There's certainly plenty of chaos and reversal on hand to fuel a screwball comedy. Cooper's Casanova is no Italian adventurer, much less a predatory seducer, but he still ends up at the altar with three different women. He seems to have a preternatural ability to create crises, as he does when his hastily hidden cigarette reduces Isabel's family home to a smoldering ruin, thus provoking the argument that ends his brief marriage. His reaction to Isabel's plan for their baby is to impersonate a doctor, make off with the infant, and then enlist half the hotel staff in his obsessive baby nursing efforts. Whatever the situation, Casanova Brown always seems to make exactly the wrong choice at the worst possible moment, and most of the film's best scenes rely on that disastrous trait.

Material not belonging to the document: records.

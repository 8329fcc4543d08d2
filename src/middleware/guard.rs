use axum::{
    extract::{Request, State},
    middleware::Next,
    response::{IntoResponse, Redirect, Response},
};
use tracing::debug;

use crate::{backend::AuthBackend, manager::SessionManager, storage::RefreshTokenStore};

/// Route guard for dashboard pages.
///
/// Requests without an authenticated admin session are redirected to the
/// configured login path. Otherwise the current [`User`](crate::User) is
/// inserted into the request extensions for extractors to use.
///
/// ```rust,ignore
/// let app = Router::new()
///     .route("/orders", get(list_orders))
///     .route_layer(axum::middleware::from_fn_with_state(
///         manager.clone(),
///         require_admin::<ApiBackend, MemoryOnly>,
///     ))
///     .with_state(manager);
/// ```
pub async fn require_admin<B, S>(
    State(session): State<SessionManager<B, S>>,
    mut request: Request,
    next: Next,
) -> Response
where
    B: AuthBackend + 'static,
    S: RefreshTokenStore + 'static,
{
    let user = session
        .current_user()
        .filter(|_| session.is_authenticated());

    match user {
        Some(user) => {
            request.extensions_mut().insert(user);
            next.run(request).await
        }
        None => {
            debug!(path = %request.uri().path(), "no admin session, redirecting to login");
            Redirect::to(&session.config().login_path).into_response()
        }
    }
}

The problem lies with the development of the two female characters, neither of whom clicks with Cooper or inhabits her role convincingly. I love Teresa Wright in other films, especially Shadow of a Doubt (1943), but here she seems so painfully young as a love interest for Cooper, and she's far too wounded and pitiful to be a proper screwball heroine. Her Isabel is a sad victim of her parents' foolishness, her groom's stubbornness, and her own inability to stand up for herself. Madge, meanwhile, who ought to be a scheming socialite man eater of the first order, is never even remotely awful enough to warrant being left at the altar. Moreover, Anita Louise looks far more age appropriate as a mate for Cooper than Wright (who was actually in her mid-20s in 1944 but looks so much like a kid that even Casanova mentions it), and one has to wonder about a man who prefers a childlike bride over an actual adult. The only real case made against Madge is the constant harping of her father (Frank Morgan) about how controlling and tight-fisted the Ferris women are, and it's clear that his resentment stems from his own greedy desire to run through his wife's fortune at the utmost speed. Louise might have made a more villainous Madge if the script provided any fodder, but Wright is flatly out of place, even if the role hadn't been so weakly written. Screwball needs screwy women to shake up the social order and disrupt expectations, and when they aren't present the picture falls flat.

Aside from Ball of Fire, try iconic screwball comedies like My Man Godfrey (1936), Bringing Up Baby (1938), Midnight (1939), or The Lady Eve (1941) to see the fireworks when everything goes right. Sam Wood, who directed Casanova Brown, was on firmer ground with more melodramatic material like Goodbye, Mr. Chips (1939), Kitty Foyle (1940), and Kings Row (1942), each of which earned him an Oscar nomination for Best Director. Gary Cooper won Oscars for Sergeant York (1941) and High Noon (1952), while Teresa Wright won the Best Supporting Actress award for Mrs. Miniver (1942). You can see both of them, once again paired romantically, in The Pride of the Yankees (1942).